Option 3: Infer “Log in with SAML” from email

This flow lets you avoid having a “Log in with SAML” button on the screen unless it’s appropriate. You automatically detect that SAML needs to happen while the user starts typing their email address.

1

Start with your login page

Your initial login page, before SAML, looks something like this.

Identify the page you’ll want to modify, and in particular figure out where you’d like to add a new button for “Sign in with SAML”. Typically, this goes next to any other login providers you may use, e.g. “Log in with Google”.

2

Create an email-to-SAML-organization lookup endpoint

Create a new endpoint (or GraphQL resolver, RPC method, whatever is easiest for you) on your backend. That endpoint will:

  1. Take a user’s email,
  2. Figure out an organization ID from that email. This is going to be specific to exactly how your product assigns users to organizations. For example, if you have one (or a list of) domain(s) tied to every organization, then you might look up an organization by the email’s domain.
  3. If no organization is found, or if the organization isn’t internally tagged as being enabled for SAML, then return some empty value or some error the frontend knows means “nothing was found”.
  4. If you did find an organization that you’ve internally tagged as having SAML, then use SSOReady’s Get SAML Redirect URL with the organization’s ID as the organizationExternalId argument to SSOReady.
  5. Get SAML Redirect URL returns a URL. Return that URL to your frontend.
3

Look up the user’s email address for a SAML organization

Either on a continuous basis (e.g. every time the email input changes, maybe with debouncing) or whenever the user moves focus away from the email input, send a request to your new enpodint with the inputted email address.
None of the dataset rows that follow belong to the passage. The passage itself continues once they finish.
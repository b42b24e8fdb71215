use clap::Parser;

#[derive(Parser, Debug, Clone)]
#[command(author, version, about, long_about = None)]
pub struct Args {
    // --- Chat LLM Provider Args ---
    /// Type of LLM provider for chat completion (deepseek, openai)
    #[arg(long, env = "CHAT_LLM_TYPE", default_value = "deepseek")]
    pub chat_llm_type: String,

    /// Base URL for the Chat LLM provider API (e.g., https://api.deepseek.com)
    #[arg(long, env = "CHAT_BASE_URL")] // No default, let adapters handle defaults if None
    pub chat_base_url: Option<String>,

    /// API Key for the Chat LLM provider. When empty, every reply comes from the local fallback.
    #[arg(long, env = "CHAT_API_KEY", default_value = "", hide_env_values = true)]
    pub chat_api_key: String,

    /// Model name for chat completion (e.g., deepseek-chat, gpt-4o-mini)
    #[arg(long, env = "CHAT_MODEL")] // No default, rely on adapter defaults if None
    pub chat_model: Option<String>,

    /// Seconds to wait for one completion before answering from the local fallback.
    #[arg(long, env = "CHAT_TIMEOUT_SECS", default_value = "15")]
    pub chat_timeout_secs: u64,

    // --- Assistant Args ---
    /// Delay in milliseconds before a fallback reply is delivered.
    #[arg(long, env = "FALLBACK_DELAY_MS", default_value = "800")]
    pub fallback_delay_ms: u64,

    /// Locale used when a client does not send one (en, ru).
    #[arg(long, env = "DEFAULT_LOCALE", default_value = "en")]
    pub default_locale: String,

    /// Maximum number of concurrently open HTTP sessions.
    #[arg(long, env = "MAX_SESSIONS", default_value = "1000")]
    pub max_sessions: usize,

    /// Seconds without activity after which an HTTP session is dropped.
    #[arg(long, env = "IDLE_SESSION_TTL_SECS", default_value = "1800")]
    pub idle_session_ttl_secs: u64,

    // --- Server Args ---
    /// Host address and port for the widget WebSocket server to listen on.
    #[arg(long, env = "SERVER_ADDR", default_value = "127.0.0.1:4000")]
    pub server_addr: String,

    /// Port for the HTTP API server.
    #[arg(long, env = "HTTP_PORT", default_value = "4001")]
    pub http_port: u16,

    /// Optional key required for clients to connect to the WebSocket server. If set, clients must sign a timestamp with it.
    #[arg(long, env = "SERVER_API_KEY", hide_env_values = true)]
    pub server_api_key: Option<String>,

    /// Enable debug logging/output
    #[arg(long, env = "DEBUG", default_value = "false")]
    pub debug: bool,

    /// Optional path to the TLS certificate file (PEM format) for serving the HTTP API over HTTPS. Requires --tls-key-path.
    #[arg(long, env = "TLS_CERT_PATH")]
    pub tls_cert_path: Option<String>,

    /// Optional path to the TLS private key file (PEM format). Requires --tls-cert-path.
    #[arg(long, env = "TLS_KEY_PATH")]
    pub tls_key_path: Option<String>,

    #[arg(long, env = "ENABLE_TLS", default_value = "false")]
    pub enable_tls: bool,
}
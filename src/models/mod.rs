pub mod chat;
pub mod websocket;
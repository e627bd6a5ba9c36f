//! Task model for workdone.
//!
//! A task is a description, a completion flag and a [`TaskKind`]. Each task
//! serializes to one line of the store:
//!
//! ```text
//! T / 0 / read book
//! D / 1 / submit report / 2019-12-01 18:00
//! E / 0 / team dinner / 2019-12-01 18:00 to 2019-12-01 20:00
//! ```

use std::fmt;

use chrono::NaiveDateTime;
use serde::Serialize;

use crate::error::{Error, Result};

/// Separator between fields of a stored task line
pub const FIELD_SEPARATOR: &str = " / ";

/// Input/storage pattern for a single timestamp, as shown to users
pub const TIME_PATTERN: &str = "yyyy-MM-dd HH:mm";

/// Input/storage pattern for an event window, as shown to users
pub const WINDOW_PATTERN: &str = "yyyy-MM-dd HH:mm to yyyy-MM-dd HH:mm";

const INPUT_FORMAT: &str = "%Y-%m-%d %H:%M";
const DISPLAY_FORMAT: &str = "%b %d %Y %H:%M";
const WINDOW_SEPARATOR: &str = " to ";

/// The fixed variant of a task
#[derive(Debug, Clone, PartialEq, Eq, Serialize)]
#[serde(tag = "kind", rename_all = "snake_case")]
pub enum TaskKind {
    ToDo,
    Deadline {
        due: NaiveDateTime,
    },
    Event {
        start: NaiveDateTime,
        end: NaiveDateTime,
    },
}

impl TaskKind {
    /// Single-letter tag used in listings and in the store
    pub fn letter(&self) -> char {
        match self {
            TaskKind::ToDo => 'T',
            TaskKind::Deadline { .. } => 'D',
            TaskKind::Event { .. } => 'E',
        }
    }

    /// Normalize a user-typed kind letter, accepting either case
    pub fn from_letter(value: &str) -> Option<char> {
        match value {
            "T" | "t" => Some('T'),
            "D" | "d" => Some('D'),
            "E" | "e" => Some('E'),
            _ => None,
        }
    }
}

/// One to-do, deadline or event entry
#[derive(Debug, Clone, PartialEq, Eq, Serialize)]
pub struct Task {
    pub description: String,
    pub done: bool,
    #[serde(flatten)]
    pub kind: TaskKind,
}

impl Task {
    fn new(description: &str, kind: TaskKind) -> Self {
        Self {
            description: description.trim().to_string(),
            done: false,
            kind,
        }
    }

    /// Create a plain to-do
    pub fn todo(description: &str) -> Self {
        Self::new(description, TaskKind::ToDo)
    }

    /// Create a deadline, parsing `due` as `yyyy-MM-dd HH:mm`
    pub fn deadline(description: &str, due: &str) -> Result<Self> {
        let due = parse_time(due).ok_or(Error::InvalidTimeFormat {
            expected: TIME_PATTERN,
        })?;
        Ok(Self::new(description, TaskKind::Deadline { due }))
    }

    /// Create an event, parsing `window` as `<start> to <end>`
    pub fn event(description: &str, window: &str) -> Result<Self> {
        let (start, end) = parse_window(window).ok_or(Error::InvalidTimeFormat {
            expected: WINDOW_PATTERN,
        })?;
        Ok(Self::new(description, TaskKind::Event { start, end }))
    }

    /// Mark the task as done. Marking twice has no further effect.
    pub fn mark_done(&mut self) {
        self.done = true;
    }

    pub fn contains_keyword(&self, keyword: &str) -> bool {
        self.description.contains(keyword)
    }

    /// Due time, for deadlines only
    pub fn due(&self) -> Option<NaiveDateTime> {
        match self.kind {
            TaskKind::Deadline { due } => Some(due),
            _ => None,
        }
    }

    /// Serialize to one newline-terminated store line
    pub fn to_file_line(&self) -> String {
        let done = if self.done { "1" } else { "0" };
        let mut fields = vec![
            self.kind.letter().to_string(),
            done.to_string(),
            self.description.clone(),
        ];
        match &self.kind {
            TaskKind::ToDo => {}
            TaskKind::Deadline { due } => fields.push(due.format(INPUT_FORMAT).to_string()),
            TaskKind::Event { start, end } => fields.push(format!(
                "{}{WINDOW_SEPARATOR}{}",
                start.format(INPUT_FORMAT),
                end.format(INPUT_FORMAT)
            )),
        }
        let mut line = fields.join(FIELD_SEPARATOR);
        line.push('\n');
        line
    }

    /// Rebuild a task from one store line (without its trailing newline)
    pub fn from_file_line(line: &str) -> Result<Self> {
        let corrupt = |reason: &str| Error::CorruptRecord {
            line: line.to_string(),
            reason: reason.to_string(),
        };

        let mut parts = line.splitn(3, FIELD_SEPARATOR);
        let letter = parts.next().unwrap_or_default();
        let done = match parts.next() {
            Some("1") => true,
            Some("0") => false,
            Some(_) => return Err(corrupt("done flag must be 0 or 1")),
            None => return Err(corrupt("missing done flag")),
        };
        let rest = parts.next().ok_or_else(|| corrupt("missing description"))?;

        let mut task = match letter {
            "T" => Task::todo(rest),
            "D" | "E" => {
                let (description, time) = rest
                    .rsplit_once(FIELD_SEPARATOR)
                    .ok_or_else(|| corrupt("missing time field"))?;
                let parsed = if letter == "D" {
                    Task::deadline(description, time)
                } else {
                    Task::event(description, time)
                };
                parsed.map_err(|_| corrupt("unreadable time field"))?
            }
            _ => return Err(corrupt("unknown task kind")),
        };
        if task.description.is_empty() {
            return Err(corrupt("empty description"));
        }
        task.done = done;
        Ok(task)
    }
}

impl fmt::Display for Task {
    fn fmt(&self, f: &mut fmt::Formatter<'_>) -> fmt::Result {
        let mark = if self.done { 'X' } else { ' ' };
        write!(f, "[{}][{}] {}", self.kind.letter(), mark, self.description)?;
        match &self.kind {
            TaskKind::ToDo => Ok(()),
            TaskKind::Deadline { due } => write!(f, " (by: {})", due.format(DISPLAY_FORMAT)),
            TaskKind::Event { start, end } => write!(
                f,
                " (at: {} to {})",
                start.format(DISPLAY_FORMAT),
                end.format(DISPLAY_FORMAT)
            ),
        }
    }
}

fn parse_time(raw: &str) -> Option<NaiveDateTime> {
    NaiveDateTime::parse_from_str(raw.trim(), INPUT_FORMAT).ok()
}

fn parse_window(raw: &str) -> Option<(NaiveDateTime, NaiveDateTime)> {
    let mut bounds = raw.trim().split(WINDOW_SEPARATOR);
    let start = parse_time(bounds.next()?)?;
    let end = parse_time(bounds.next()?)?;
    if bounds.next().is_some() {
        return None;
    }
    Some((start, end))
}

#[cfg(test)]
mod tests {
    use super::*;

    #[test]
    fn todo_display_and_line() {
        let task = Task::todo("read book");
        assert_eq!(task.to_string(), "[T][ ] read book");
        assert_eq!(task.to_file_line(), "T / 0 / read book\n");
    }

    #[test]
    fn deadline_display_uses_month_name() {
        let mut task = Task::deadline("submit ", " 2019-12-01 18:00").unwrap();
        task.mark_done();
        assert_eq!(task.to_string(), "[D][X] submit (by: Dec 01 2019 18:00)");
        assert_eq!(task.to_file_line(), "D / 1 / submit / 2019-12-01 18:00\n");
    }

    #[test]
    fn event_display_shows_window() {
        let task = Task::event("party", "2019-12-01 18:00 to 2019-12-01 20:00").unwrap();
        assert_eq!(
            task.to_string(),
            "[E][ ] party (at: Dec 01 2019 18:00 to Dec 01 2019 20:00)"
        );
        assert!(task.due().is_none());
    }

    #[test]
    fn bad_times_are_rejected() {
        assert!(matches!(
            Task::deadline("x", "tomorrow"),
            Err(Error::InvalidTimeFormat {
                expected: TIME_PATTERN
            })
        ));
        assert!(matches!(
            Task::event("x", "2019-12-01 18:00"),
            Err(Error::InvalidTimeFormat {
                expected: WINDOW_PATTERN
            })
        ));
        assert!(Task::event("x", "2019-12-01 18:00 to 2019-12-01 19:00 to 2019-12-01 20:00").is_err());
    }

    #[test]
    fn mark_done_is_idempotent() {
        let mut task = Task::todo("laundry");
        task.mark_done();
        let once = task.clone();
        task.mark_done();
        assert_eq!(task, once);
    }

    #[test]
    fn keyword_match_is_case_sensitive() {
        let task = Task::todo("read Book");
        assert!(task.contains_keyword("Book"));
        assert!(!task.contains_keyword("book"));
    }

    #[test]
    fn file_line_round_trips_every_kind() {
        let mut event = Task::event("a / b", "2020-01-01 09:00 to 2020-01-01 10:30").unwrap();
        event.mark_done();
        let tasks = [
            Task::todo("plain"),
            Task::deadline("due soon", "2021-06-30 23:59").unwrap(),
            event,
        ];
        for task in tasks {
            let line = task.to_file_line();
            let back = Task::from_file_line(line.trim_end_matches('\n')).unwrap();
            assert_eq!(back, task);
        }
    }

    #[test]
    fn corrupt_lines_are_reported() {
        for line in ["X / 0 / what", "T / 2 / bad flag", "D / 0 / no time", "T"] {
            assert!(
                matches!(Task::from_file_line(line), Err(Error::CorruptRecord { .. })),
                "{line}"
            );
        }
    }
}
Most of the time, this lookup won’t find anything, especially if the user hasn’t finished typing out the email address. In that case, don’t do anything special.
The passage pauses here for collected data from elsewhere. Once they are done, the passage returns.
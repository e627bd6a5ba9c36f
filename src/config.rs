//! Configuration loading and management
//!
//! Handles parsing of `.workdone.toml` configuration files.

use serde::{Deserialize, Serialize};
use std::path::{Path, PathBuf};

use crate::storage::{DATA_DIR, DATA_FILE};

/// Name of the config file looked up in the base directory
pub const CONFIG_FILE: &str = ".workdone.toml";

/// Main configuration structure
#[derive(Debug, Clone, Default, Serialize, Deserialize)]
pub struct Config {
    /// Task file location
    #[serde(default)]
    pub storage: StorageConfig,

    /// Interactive shell presentation
    #[serde(default)]
    pub display: DisplayConfig,
}

/// Storage-related configuration
#[derive(Debug, Clone, Serialize, Deserialize)]
pub struct StorageConfig {
    /// Directory holding the task file, relative to the base directory
    #[serde(default = "default_data_dir")]
    pub data_dir: String,

    /// Task file name
    #[serde(default = "default_file_name")]
    pub file_name: String,
}

fn default_data_dir() -> String {
    DATA_DIR.to_string()
}

fn default_file_name() -> String {
    DATA_FILE.to_string()
}

impl Default for StorageConfig {
    fn default() -> Self {
        Self {
            data_dir: default_data_dir(),
            file_name: default_file_name(),
        }
    }
}

/// Display configuration
#[derive(Debug, Clone, Serialize, Deserialize)]
pub struct DisplayConfig {
    /// Draw a horizontal rule around each shell response
    #[serde(default = "default_true")]
    pub frame: bool,
}

fn default_true() -> bool {
    true
}

impl Default for DisplayConfig {
    fn default() -> Self {
        Self { frame: true }
    }
}

impl StorageConfig {
    fn validate(&self) -> crate::error::Result<()> {
        if self.data_dir.trim().is_empty() {
            return Err(crate::error::Error::InvalidConfig(
                "storage.data_dir cannot be empty".to_string(),
            ));
        }
        let name = self.file_name.trim();
        if name.is_empty() {
            return Err(crate::error::Error::InvalidConfig(
                "storage.file_name cannot be empty".to_string(),
            ));
        }
        if name.contains('/') || name.contains('\\') || name == "." || name == ".." {
            return Err(crate::error::Error::InvalidConfig(format!(
                "storage.file_name must be a plain file name, got '{name}'"
            )));
        }
        Ok(())
    }
}

impl Config {
    /// Load configuration from a `.workdone.toml` file
    pub fn load(path: &Path) -> crate::error::Result<Self> {
        let content = std::fs::read_to_string(path)?;
        let config: Config = toml::from_str(&content)?;
        config.validate()?;
        Ok(config)
    }

    /// Load configuration from the base directory, or return defaults
    pub fn load_from_dir(base_dir: &Path) -> Self {
        let config_path = base_dir.join(CONFIG_FILE);
        if config_path.exists() {
            match Self::load(&config_path) {
                Ok(config) => config,
                Err(err) => {
                    tracing::warn!(path = %config_path.display(), error = %err, "ignoring config");
                    Self::default()
                }
            }
        } else {
            Self::default()
        }
    }

    /// Save configuration to a file
    pub fn save(&self, path: &Path) -> crate::error::Result<()> {
        let content = toml::to_string_pretty(self)?;
        std::fs::write(path, content)?;
        Ok(())
    }

    /// Resolve the task file path for `base_dir`
    pub fn data_file(&self, base_dir: &Path) -> PathBuf {
        let dir = Path::new(self.storage.data_dir.trim());
        let dir = if dir.is_absolute() {
            dir.to_path_buf()
        } else {
            base_dir.join(dir)
        };
        dir.join(self.storage.file_name.trim())
    }

    fn validate(&self) -> crate::error::Result<()> {
        self.storage.validate()
    }
}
The email lookup for "jdoe@acmecorp.c" didn't find anything, so nothing special happens.

But when a lookup does succeed, then remove any password inputs or options for other kinds of login methods. Change “Log in” to “Log in with SAML”.

Your new SAML-specific login page, which asks for an email.

When a user clicks “Log in with SAML”, redirect them to the URL you got back from your new lookup endpoint from step (2).

Identity Provider-initiated flows as an escape hatch

The options outlined above are the three most common ways SAML login flows are implemented by SaaS businesses.

Sometimes, customers will want special logic. Some large company is going to ask for special logic where acmecorp.com and acmecorp.in email addresses log into the same organization, but using a different SAML connection.

You can acquiesce to such requests, but keep in mind that you can also suggest your customer uses Identity Provider-initiated logins instead.

When you use SSOReady to implement SAML, you get support for Identity Provider-initiated flows for free. Those work by having your customer log into your product directly from their Identity Provider. For example, an Okta-initiated flow consists of clicking on a tile in their Okta with your company’s logo on it.

In most cases, you can use Service Provider-initiated flows, like the ones described on this page, to make SAML logins easy for most customers. For the occasional cases where a customer has very specific needs, they are typically used to having to implement those specific needs using an Identity Provider-initiated flow.